The circle centre can be inside, on, or outside of the inscribed cyclic quadrilateral.
In the attached sketch,
for the cyclic quadrilateral abcd, Q+S=P+R=180 degrees.
If "d" is outside the circle on the line ad, angle S decreases, while Q remains the same. If "d" is inside the circle on the same line, S increases while Q remains the same.
In both these cases, Q+S is no longer 180 degrees.
Neither is P+R.
All angles sum to 360 degrees, but opposite angles will no longer sum to 180 degrees. Hence, if opposite angles sum to 180 degrees, the quadrilateral is cyclic, as a circle circumference will pass through all 4 vertices.

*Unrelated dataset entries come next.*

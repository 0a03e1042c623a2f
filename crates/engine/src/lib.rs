pub use commands::{
    EditTransactionCmd, NewRecipientCmd, NewTransactionCmd, NewWalletCmd, RecipientPatch,
    WalletPatch,
};
pub use effects::{BalanceEffect, BalanceSheet};
pub use error::EngineError;
pub use money::Money;
pub use ops::{
    Engine, EngineBuilder, Statistics, TransactionListFilter, TransactionRow, TransactionsPage,
};
pub use recipients::{Recipient, RecipientKind};
pub use transactions::{Counterparty, Transaction, TransactionKind};
pub use wallets::{PaymentNetwork, Wallet, WalletKind};

mod commands;
mod effects;
mod error;
mod money;
mod ops;
mod recipients;
mod transactions;
mod users;
mod util;
mod wallets;

type ResultEngine<T> = Result<T, EngineError>;
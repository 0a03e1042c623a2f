use axum::{
    Router,
    body::Body,
    http::{Request, StatusCode, header},
};
use base64::Engine as _;
use http_body_util::BodyExt;
use sea_orm::{ConnectionTrait, Database, Statement};
use serde_json::{Value, json};
use tower::ServiceExt;

use engine::Engine;
use migration::MigratorTrait;

async fn app() -> Router {
    let db = Database::connect("sqlite::memory:").await.unwrap();
    migration::Migrator::up(&db, None).await.unwrap();
    let backend = db.get_database_backend();
    for user in ["alice", "bob"] {
        db.execute(Statement::from_sql_and_values(
            backend,
            "INSERT INTO users (username, password) VALUES (?, ?)",
            vec![user.into(), "secret".into()],
        ))
        .await
        .unwrap();
    }
    let engine = Engine::builder()
        .database(db.clone())
        .build()
        .await
        .unwrap();
    server::router(engine, db)
}

fn basic(user: &str, password: &str) -> String {
    let token =
        base64::engine::general_purpose::STANDARD.encode(format!("{user}:{password}"));
    format!("Basic {token}")
}

async fn send(
    app: &Router,
    method: &str,
    uri: &str,
    user: &str,
    body: Option<Value>,
) -> (StatusCode, Value) {
    let mut builder = Request::builder()
        .method(method)
        .uri(uri)
        .header(header::AUTHORIZATION, basic(user, "secret"));
    let body = match body {
        Some(body) => {
            builder = builder.header(header::CONTENT_TYPE, "application/json");
            Body::from(body.to_string())
        }
        None => Body::empty(),
    };

    let response = app
        .clone()
        .oneshot(builder.body(body).unwrap())
        .await
        .unwrap();
    let status = response.status();
    let bytes = response.into_body().collect().await.unwrap().to_bytes();
    let value = if bytes.is_empty() {
        Value::Null
    } else {
        serde_json::from_slice(&bytes).unwrap()
    };
    (status, value)
}

async fn create_wallet(app: &Router, user: &str, name: &str, balance: &str) -> String {
    let (status, body) = send(
        app,
        "POST",
        "/wallets",
        user,
        Some(json!({ "name": name, "balance": balance })),
    )
    .await;
    assert_eq!(status, StatusCode::CREATED);
    body["id"].as_str().unwrap().to_string()
}

async fn wallet_balance(app: &Router, user: &str, id: &str) -> String {
    let (status, body) = send(app, "GET", &format!("/wallets/{id}"), user, None).await;
    assert_eq!(status, StatusCode::OK);
    body["balance"].as_str().unwrap().to_string()
}

#[tokio::test]
async fn rejects_bad_credentials() {
    let app = app().await;

    let response = app
        .clone()
        .oneshot(
            Request::builder()
                .uri("/wallets")
                .header(header::AUTHORIZATION, basic("alice", "wrong"))
                .body(Body::empty())
                .unwrap(),
        )
        .await
        .unwrap();
    assert_eq!(response.status(), StatusCode::UNAUTHORIZED);

    let response = app
        .oneshot(Request::builder().uri("/wallets").body(Body::empty()).unwrap())
        .await
        .unwrap();
    assert_ne!(response.status(), StatusCode::OK);
}

#[tokio::test]
async fn wallet_defaults_to_cash() {
    let app = app().await;
    let (status, body) = send(
        &app,
        "POST",
        "/wallets",
        "alice",
        Some(json!({ "name": "Pocket", "balance": "120.50" })),
    )
    .await;
    assert_eq!(status, StatusCode::CREATED);
    assert_eq!(body["kind"], "CASH");
    assert_eq!(body["payment_network"], Value::Null);
    let id = body["id"].as_str().unwrap();
    assert_eq!(wallet_balance(&app, "alice", id).await, "120.5");

    let (status, body) = send(&app, "GET", "/wallets", "alice", None).await;
    assert_eq!(status, StatusCode::OK);
    assert_eq!(body["wallets"].as_array().unwrap().len(), 1);
}

#[tokio::test]
async fn transfer_moves_money_and_delete_restores() {
    let app = app().await;
    let a = create_wallet(&app, "alice", "A", "500").await;
    let b = create_wallet(&app, "alice", "B", "100").await;

    let (status, tx) = send(
        &app,
        "POST",
        "/transactions",
        "alice",
        Some(json!({
            "wallet_id": a,
            "kind": "TRANSFER",
            "name": "Top up B",
            "amount": "200",
            "internal_wallet_id": b,
        })),
    )
    .await;
    assert_eq!(status, StatusCode::CREATED);
    assert_eq!(tx["kind"], "TRANSFER");
    assert_eq!(wallet_balance(&app, "alice", &a).await, "300");
    assert_eq!(wallet_balance(&app, "alice", &b).await, "300");

    let id = tx["id"].as_str().unwrap();
    let (status, row) = send(&app, "GET", &format!("/transactions/{id}"), "alice", None).await;
    assert_eq!(status, StatusCode::OK);
    assert_eq!(row["wallet_name"], "A");
    assert_eq!(row["internal_wallet_name"], "B");

    let (status, _) = send(&app, "DELETE", &format!("/transactions/{id}"), "alice", None).await;
    assert_eq!(status, StatusCode::OK);
    assert_eq!(wallet_balance(&app, "alice", &a).await, "500");
    assert_eq!(wallet_balance(&app, "alice", &b).await, "100");
}

#[tokio::test]
async fn overdraft_is_unprocessable() {
    let app = app().await;
    let a = create_wallet(&app, "alice", "A", "10").await;

    let (status, body) = send(
        &app,
        "POST",
        "/transactions",
        "alice",
        Some(json!({
            "wallet_id": a,
            "kind": "EXPENSE",
            "name": "Dinner",
            "amount": "10.01",
        })),
    )
    .await;
    assert_eq!(status, StatusCode::UNPROCESSABLE_ENTITY);
    assert_eq!(body["error"], "Not enough balance");
    assert_eq!(wallet_balance(&app, "alice", &a).await, "10");
}

#[tokio::test]
async fn edit_replaces_effect() {
    let app = app().await;
    let a = create_wallet(&app, "alice", "A", "100").await;

    let (_, tx) = send(
        &app,
        "POST",
        "/transactions",
        "alice",
        Some(json!({
            "wallet_id": a,
            "kind": "EXPENSE",
            "name": "Groceries",
            "amount": "40",
            "occurred_at": "2026-03-01T08:30:00+02:00",
        })),
    )
    .await;
    let id = tx["id"].as_str().unwrap();

    let (status, edited) = send(
        &app,
        "PATCH",
        &format!("/transactions/{id}"),
        "alice",
        Some(json!({
            "wallet_id": a,
            "kind": "INCOME",
            "name": "  Refund  ",
            "amount": "25",
        })),
    )
    .await;
    assert_eq!(status, StatusCode::OK);
    assert_eq!(edited["kind"], "INCOME");
    assert_eq!(edited["name"], "Refund");
    assert_eq!(edited["occurred_at"], tx["occurred_at"]);
    assert_eq!(wallet_balance(&app, "alice", &a).await, "125");
}

#[tokio::test]
async fn foreign_resources_are_not_found() {
    let app = app().await;
    let a = create_wallet(&app, "alice", "A", "100").await;

    let (status, _) = send(&app, "GET", &format!("/wallets/{a}"), "bob", None).await;
    assert_eq!(status, StatusCode::NOT_FOUND);

    let (status, _) = send(
        &app,
        "POST",
        "/transactions",
        "bob",
        Some(json!({ "wallet_id": a, "kind": "INCOME", "name": "Gift", "amount": "1" })),
    )
    .await;
    assert_eq!(status, StatusCode::NOT_FOUND);
    assert_eq!(wallet_balance(&app, "alice", &a).await, "100");
}

#[tokio::test]
async fn list_pages_and_stats() {
    let app = app().await;
    let a = create_wallet(&app, "alice", "A", "1000").await;

    let (status, recipient) = send(
        &app,
        "POST",
        "/recipients",
        "alice",
        Some(json!({ "name": "Power Co", "kind": "BILLER" })),
    )
    .await;
    assert_eq!(status, StatusCode::CREATED);
    let recipient_id = recipient["id"].as_str().unwrap().to_string();

    for (day, kind, amount) in [(1, "INCOME", "300"), (2, "EXPENSE", "50"), (3, "EXPENSE", "25")] {
        let (status, _) = send(
            &app,
            "POST",
            "/transactions",
            "alice",
            Some(json!({
                "wallet_id": a,
                "kind": kind,
                "name": format!("{kind} {day}"),
                "amount": amount,
                "occurred_at": format!("2026-01-0{day}T10:00:00+00:00"),
            })),
        )
        .await;
        assert_eq!(status, StatusCode::CREATED);
    }
    let (status, _) = send(
        &app,
        "POST",
        "/transactions",
        "alice",
        Some(json!({
            "wallet_id": a,
            "kind": "TRANSFER",
            "name": "Electricity",
            "amount": "100",
            "recipient_id": recipient_id,
            "occurred_at": "2026-01-04T10:00:00+00:00",
        })),
    )
    .await;
    assert_eq!(status, StatusCode::CREATED);

    let (status, first) = send(
        &app,
        "POST",
        "/transactions/list",
        "alice",
        Some(json!({ "limit": 3 })),
    )
    .await;
    assert_eq!(status, StatusCode::OK);
    let items = first["transactions"].as_array().unwrap();
    assert_eq!(items.len(), 3);
    assert_eq!(items[0]["recipient_name"], "Power Co");
    assert_eq!(items[0]["name"], "Electricity");
    let cursor = first["next_cursor"].as_str().unwrap();

    let (status, second) = send(
        &app,
        "POST",
        "/transactions/list",
        "alice",
        Some(json!({ "limit": 3, "cursor": cursor })),
    )
    .await;
    assert_eq!(status, StatusCode::OK);
    assert_eq!(second["transactions"].as_array().unwrap().len(), 1);
    assert_eq!(second["next_cursor"], Value::Null);

    let (status, _) = send(
        &app,
        "POST",
        "/transactions/list",
        "alice",
        Some(json!({ "cursor": "not-a-cursor" })),
    )
    .await;
    assert_eq!(status, StatusCode::UNPROCESSABLE_ENTITY);

    let (status, stats) = send(&app, "GET", "/stats", "alice", None).await;
    assert_eq!(status, StatusCode::OK);
    assert_eq!(stats["total_balance"], "1125");
    assert_eq!(stats["wallet_count"], 1);
    assert_eq!(stats["total_income"], "300");
    assert_eq!(stats["total_expenses"], "175");

    let (status, _) = send(
        &app,
        "DELETE",
        &format!("/recipients/{recipient_id}"),
        "alice",
        None,
    )
    .await;
    assert_eq!(status, StatusCode::UNPROCESSABLE_ENTITY);
}
//! Users table (minimal entity).
//!
//! Wallets, recipients and transactions are owned by `user_id`, which is the
//! username.

use sea_orm::entity::prelude::*;

#[derive(Clone, Debug, PartialEq, DeriveEntityModel)]
#[sea_orm(table_name = "users")]
pub struct Model {
    #[sea_orm(primary_key, auto_increment = false)]
    pub username: String,
    pub password: String,
}

#[derive(Copy, Clone, Debug, EnumIter, DeriveRelation)]
pub enum Relation {}

impl ActiveModelBehavior for ActiveModel {}
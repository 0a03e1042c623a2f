use sea_orm::{ActiveValue, TransactionTrait, prelude::*};

use crate::{EngineError, ResultEngine, users, util::normalize_required_name};

use super::{Engine, with_tx};

impl Engine {
    /// Registers a user able to authenticate against the HTTP API.
    ///
    /// The username is trimmed; the password is stored as given.
    pub async fn new_user(&self, username: &str, password: &str) -> ResultEngine<String> {
        let username = normalize_required_name(username, "user")?;
        if password.is_empty() {
            return Err(EngineError::Validation(
                "password must not be empty".to_string(),
            ));
        }
        with_tx!(self, |db_tx| {
            if users::Entity::find_by_id(username.clone())
                .one(&db_tx)
                .await?
                .is_some()
            {
                return Err(EngineError::Validation(format!(
                    "user already exists: {username}"
                )));
            }
            users::ActiveModel {
                username: ActiveValue::Set(username.clone()),
                password: ActiveValue::Set(password.to_string()),
            }
            .insert(&db_tx)
            .await?;
            tracing::info!(username = %username, "user created");
            Ok(username)
        })
    }
}
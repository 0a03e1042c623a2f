//! Transactions API endpoints

use api_types::transaction::{
    TransactionKind as ApiKind, TransactionList, TransactionListResponse, TransactionNew,
    TransactionUpdate, TransactionView,
};
use axum::{
    Extension, Json,
    extract::{Path, State},
    http::StatusCode,
};
use chrono::Utc;
use engine::{
    EditTransactionCmd, Money, NewTransactionCmd, Transaction, TransactionKind,
    TransactionListFilter, TransactionRow,
};
use uuid::Uuid;

use crate::{ServerError, server::ServerState, user};

fn map_kind(kind: TransactionKind) -> ApiKind {
    match kind {
        TransactionKind::Income => ApiKind::Income,
        TransactionKind::Expense => ApiKind::Expense,
        TransactionKind::Transfer => ApiKind::Transfer,
    }
}

fn kind_from_api(kind: ApiKind) -> TransactionKind {
    match kind {
        ApiKind::Income => TransactionKind::Income,
        ApiKind::Expense => TransactionKind::Expense,
        ApiKind::Transfer => TransactionKind::Transfer,
    }
}

fn view(tx: Transaction) -> TransactionView {
    TransactionView {
        id: tx.id,
        wallet_id: tx.wallet_id,
        wallet_name: None,
        kind: map_kind(tx.kind),
        amount: tx.amount.value(),
        internal_wallet_id: tx.counterparty.internal_wallet(),
        internal_wallet_name: None,
        recipient_id: tx.counterparty.recipient(),
        recipient_name: None,
        name: tx.name,
        description: tx.description,
        occurred_at: tx.occurred_at,
        created_at: tx.created_at,
        updated_at: tx.updated_at,
    }
}

fn row_view(row: TransactionRow) -> TransactionView {
    TransactionView {
        wallet_name: Some(row.wallet_name),
        internal_wallet_name: row.internal_wallet_name,
        recipient_name: row.recipient_name,
        ..view(row.transaction)
    }
}

pub async fn create(
    Extension(user): Extension<user::Model>,
    State(state): State<ServerState>,
    Json(payload): Json<TransactionNew>,
) -> Result<(StatusCode, Json<TransactionView>), ServerError> {
    let occurred_at = payload
        .occurred_at
        .map_or_else(Utc::now, |dt| dt.with_timezone(&Utc));
    let mut cmd = NewTransactionCmd::new(
        &user.username,
        payload.wallet_id,
        kind_from_api(payload.kind),
        Money::new(payload.amount),
        payload.name,
        occurred_at,
    );
    cmd.internal_wallet_id = payload.internal_wallet_id;
    cmd.recipient_id = payload.recipient_id;
    cmd.description = payload.description;

    let tx = state.engine.create_transaction(cmd).await?;
    Ok((StatusCode::CREATED, Json(view(tx))))
}

pub async fn edit(
    Extension(user): Extension<user::Model>,
    State(state): State<ServerState>,
    Path(id): Path<Uuid>,
    Json(payload): Json<TransactionUpdate>,
) -> Result<Json<TransactionView>, ServerError> {
    let mut cmd = EditTransactionCmd::new(
        id,
        &user.username,
        payload.wallet_id,
        kind_from_api(payload.kind),
        Money::new(payload.amount),
        payload.name,
    );
    cmd.internal_wallet_id = payload.internal_wallet_id;
    cmd.recipient_id = payload.recipient_id;
    cmd.description = payload.description;
    cmd.occurred_at = payload.occurred_at.map(|dt| dt.with_timezone(&Utc));

    let tx = state.engine.edit_transaction(cmd).await?;
    Ok(Json(view(tx)))
}

pub async fn delete(
    Extension(user): Extension<user::Model>,
    State(state): State<ServerState>,
    Path(id): Path<Uuid>,
) -> Result<Json<TransactionView>, ServerError> {
    let tx = state.engine.delete_transaction(id, &user.username).await?;
    Ok(Json(view(tx)))
}

pub async fn get(
    Extension(user): Extension<user::Model>,
    State(state): State<ServerState>,
    Path(id): Path<Uuid>,
) -> Result<Json<TransactionView>, ServerError> {
    let row = state.engine.transaction(id, &user.username).await?;
    Ok(Json(row_view(row)))
}

pub async fn list(
    Extension(user): Extension<user::Model>,
    State(state): State<ServerState>,
    Json(payload): Json<TransactionList>,
) -> Result<Json<TransactionListResponse>, ServerError> {
    let engine = &state.engine;

    let limit = payload.limit.unwrap_or(50);
    let filter = TransactionListFilter {
        from: payload.from.map(|dt| dt.with_timezone(&Utc)),
        to: payload.to.map(|dt| dt.with_timezone(&Utc)),
        kinds: payload
            .kinds
            .map(|kinds| kinds.into_iter().map(kind_from_api).collect()),
    };

    let page = match payload.wallet_id {
        Some(wallet_id) => {
            engine
                .list_transactions_for_wallet(
                    wallet_id,
                    &user.username,
                    limit,
                    payload.cursor.as_deref(),
                    &filter,
                )
                .await?
        }
        None => {
            engine
                .list_transactions(&user.username, limit, payload.cursor.as_deref(), &filter)
                .await?
        }
    };

    Ok(Json(TransactionListResponse {
        transactions: page.items.into_iter().map(row_view).collect(),
        next_cursor: page.next_cursor,
    }))
}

Wow! I really started off on the wrong foot. I have good reason for being a bit confused and tired [medicines], but have not made mistakes like this for a while. Sorry about that. It won't happen again. I was somehow thinking "rectangle" instead of "quadrilateral". In future I'll stick to answering when not so tired out.
Let me try again:
It does not matter if the quadrilateral includes the center or not. The proof is the same. With cyclic quadrilateral ABCD, the points A and C (or "arc AC") subtend angles at B and D. Each of those is one half of the angle subtended at the center [whether inside or out does not matter]. The angles at the center add to 360, so those at the circumference, B and D, add to 90. So then do A and C for several reasons, one of which is that the angles in any quadrilateral add to 360 in total.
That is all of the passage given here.